Deep learning algorithms use more complex multi-level architectures to model complex relationships. Deep learning requires less feature engineering to pre-structure the inputs and outputs for the learning model. However, deep learning requires
both much more data and more computer resources to successfully train the model. Examples of deep learning include voice assistants such as Alexa and Siri, advanced game-playing AI such as AlphaGo, and autonomous vehicle control systems.

Supply chains could also deploy deep learning technologies such as voice recognition that could be used in pick-n-pack, with a voice telling the person what to pick rather than them having to read it.
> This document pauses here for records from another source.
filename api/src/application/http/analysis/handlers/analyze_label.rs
use axum::{Extension, Json, extract::State};
use serde::{Deserialize, Serialize};
use utoipa::ToSchema;
use validator::Validate;

use crate::application::{
    http::{
        analysis::validators::AnalyzeLabelRequest,
        server::{
            api_entities::{api_error::ApiError, response::Response},
            app_state::AppState,
        },
    },
    user_context::UserContext,
};
use nutridecode_core::domain::analysis::{
    entities::AnalysisRecord, ports::AnalysisService, value_objects::AnalyzeLabelInput,
};

#[derive(Debug, Serialize, Deserialize, ToSchema, PartialEq)]
pub struct AnalyzeLabelResponse {
    pub data: AnalysisRecord,
}

#[utoipa::path(
    post,
    path = "",
    tag = "analysis",
    summary = "Analyze a food label",
    description = "Scores an extracted label document against the user's dietary preferences and persists the result",
    responses(
        (status = 201, body = AnalyzeLabelResponse)
    ),
)]
pub async fn analyze_label(
    State(state): State<AppState>,
    Extension(user): Extension<UserContext>,
    Json(request): Json<AnalyzeLabelRequest>,
) -> Result<Response<AnalyzeLabelResponse>, ApiError> {
    request
        .validate()
        .map_err(|e| ApiError::Validation(e.to_string()))?;

    let record = state
        .service
        .analyze_label(
            user.user_id,
            AnalyzeLabelInput {
                document: request.document,
                image_ref: request.image_ref,
            },
        )
        .await
        .map_err(ApiError::from)?;

    Ok(Response::Created(AnalyzeLabelResponse { data: record }))
}
pub mod analysis;
pub mod common;
pub mod label;
pub mod preferences;
pub mod scoring;
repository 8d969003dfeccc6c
pub mod handlers;
pub mod router;
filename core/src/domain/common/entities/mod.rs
pub mod app_errors;
use chrono::{DateTime, Utc};
use serde::{Deserialize, Serialize};
use utoipa::ToSchema;
use uuid::Uuid;

use crate::domain::{common::generate_timestamp, preferences::value_objects::UpdatePreferencesInput};

/// Stored dietary profile of a user. When a user has never saved one, the
/// defaults apply; scoring never fails because preferences are unset.
#[derive(Debug, Clone, PartialEq, Serialize, Deserialize, ToSchema)]
pub struct UserPreferences {
    pub id: Uuid,
    pub user_id: Uuid,
    pub dietary_restrictions: Vec<String>,
    pub preferred_diets: Vec<String>,
    pub allergen_alerts: Vec<String>,
    pub allergen_sensitivity: AllergenSensitivity,
    pub health_goals: Vec<String>,
    pub macro_preferences: MacroPreferences,
    pub ingredients_to_avoid: Vec<String>,
    pub preferred_ingredients: Vec<String>,
    pub eco_conscious: bool,
    pub created_at: DateTime<Utc>,
    pub updated_at: DateTime<Utc>,
}

#[derive(Debug, Clone, Copy, PartialEq, Eq, Default, Serialize, Deserialize, ToSchema)]
#[serde(rename_all = "lowercase")]
pub enum AllergenSensitivity {
    Low,
    #[default]
    Medium,
    High,
}

/// Target macro split in percentage points. The defaults are the 30/40/30
/// protein/carbs/fats split.
#[derive(Debug, Clone, Copy, PartialEq, Serialize, Deserialize, ToSchema)]
pub struct MacroPreferences {
    pub protein: f64,
    pub carbs: f64,
    pub fats: f64,
}

impl Default for MacroPreferences {
    fn default() -> Self {
        Self {
            protein: 30.0,
            carbs: 40.0,
            fats: 30.0,
        }
    }
}

impl Default for UserPreferences {
    fn default() -> Self {
        Self::default_for(Uuid::nil())
    }
}

impl UserPreferences {
    /// Well-defined default profile: medium sensitivity, 30/40/30 macro
    /// split, every list empty.
    pub fn default_for(user_id: Uuid) -> Self {
        let (now, timestamp) = generate_timestamp();

        Self {
            id: Uuid::new_v7(timestamp),
            user_id,
            dietary_restrictions: Vec::new(),
            preferred_diets: Vec::new(),
            allergen_alerts: Vec::new(),
            allergen_sensitivity: AllergenSensitivity::Medium,
            health_goals: Vec::new(),
            macro_preferences: MacroPreferences::default(),
            ingredients_to_avoid: Vec::new(),
            preferred_ingredients: Vec::new(),
            eco_conscious: false,
            created_at: now,
            updated_at: now,
        }
    }

    /// Partial update: unset input fields keep their current values.
    pub fn apply(&mut self, input: UpdatePreferencesInput) {
        let (now, _) = generate_timestamp();

        if let Some(v) = input.dietary_restrictions {
            self.dietary_restrictions = v;
        }
        if let Some(v) = input.preferred_diets {
            self.preferred_diets = v;
        }
        if let Some(v) = input.allergen_alerts {
            self.allergen_alerts = v;
        }
        if let Some(v) = input.allergen_sensitivity {
            self.allergen_sensitivity = v;
        }
        if let Some(v) = input.health_goals {
            self.health_goals = v;
        }
        if let Some(v) = input.macro_preferences {
            self.macro_preferences = v;
        }
        if let Some(v) = input.ingredients_to_avoid {
            self.ingredients_to_avoid = v;
        }
        if let Some(v) = input.preferred_ingredients {
            self.preferred_ingredients = v;
        }
        if let Some(v) = input.eco_conscious {
            self.eco_conscious = v;
        }
        self.updated_at = now;
    }
}

pub const DIETARY_RESTRICTIONS: &[&str] = &[
    "Vegetarian",
    "Vegan",
    "Gluten-Free",
    "Dairy-Free",
    "Kosher",
    "Halal",
    "Nut-Free",
    "Low-Carb",
    "Keto",
    "Paleo",
];

pub const COMMON_ALLERGENS: &[&str] = &[
    "Milk",
    "Eggs",
    "Fish",
    "Shellfish",
    "Tree Nuts",
    "Peanuts",
    "Wheat",
    "Soybeans",
];

pub const HEALTH_GOALS: &[&str] = &[
    "Weight Loss",
    "Weight Gain",
    "Muscle Building",
    "Heart Health",
    "Better Sleep",
    "More Energy",
    "Digestive Health",
    "Blood Sugar Control",
];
Another application could be voice interfaces for truck drivers, who could communicate with their trucks such as saying, “tell me where the terminal is.”

Similarly, image recognition could be used for product identification (for picking or inventory management) or for detecting cargo damage, such as if a box has been partially crushed. Inside a truck, image recognition could tell whether the truck was empty or full or what it was carrying. Inventory cams could take pictures of the warehouse and estimate how many cases of product there were.

Advanced Visualization

Participants toured the MIT CTL Computational and Visual Education (CAVE) Lab to learn how advanced visualization can accelerate decision making. The lab has a large table-top and floor-to-ceiling touch screen monitors driven by a powerful array of computers. These facilities enable researchers and executives to model and visualize complex supply chain problems through interlinked and color-coded 3-D maps, graphs, diagrams, and animations.

For example, a large retailer and a large chemical company have each sponsored research using the CAVE to help understand and optimize their distribution networks. The visualization takes into account factors such as the numbers and locations of warehouses, proximity to customer populations, inbound and outbound transport costs, market share, sales volume, and profit. The visualization lets an executive, for example, open or close warehouses or change which products are distributed through which warehouses to see how it changes service metrics, market share, and total profit. Interactive systems such as CAVE enable informed, data-driven decision making and bridge the gap between inscrutable optimization algorithms and intuitive images of system performance.

Augmented reality (AR) and virtual reality (VR) are two additional advanced visualization technologies that can enhance supply chain design, operations, and consumer interfaces. AR-goggles could provide a heads-up display for the contents inside vehicles, pallets, and so forth. In picking in a warehouse, an item could be highlighted in green and the picker could say, “I picked the green one.” Or, AR could display schematics for maintenance as needed when looking at a broken conveyor belt, for example, or it could highlight the bolt that needs to be replaced and which way to rotate it, with the end goal of speeding up repair. VR could be used to design new warehouses or train workers to drive forklifts. AR or VR could also help a customer view a product, such as what a couch would look like in their living room.

Machine Learning in the Supply Chain

Machine learning can be used for many categories of supply chain applications. ML can be used for prediction or forecasting of demand, supply, on-time deliveries, and risks. ML can help automate many routine elements of supply chain operations and help detect or predict exceptions to routine operations. ML can be used for planning and design such as of networks, inventories, schedules, and routes. Finally, ML is a key component of autonomous supply chain vehicles such as trucks, ocean freighters, delivery drones, and forklifts.

The second day of the roundtable focused on specific supply chain applications of machine learning. Discussions of each application began with a kick-off case study presented by one of the industry participants. Then participants shared their own experiences with that application of ML, and asked and answered each others’ questions about the application.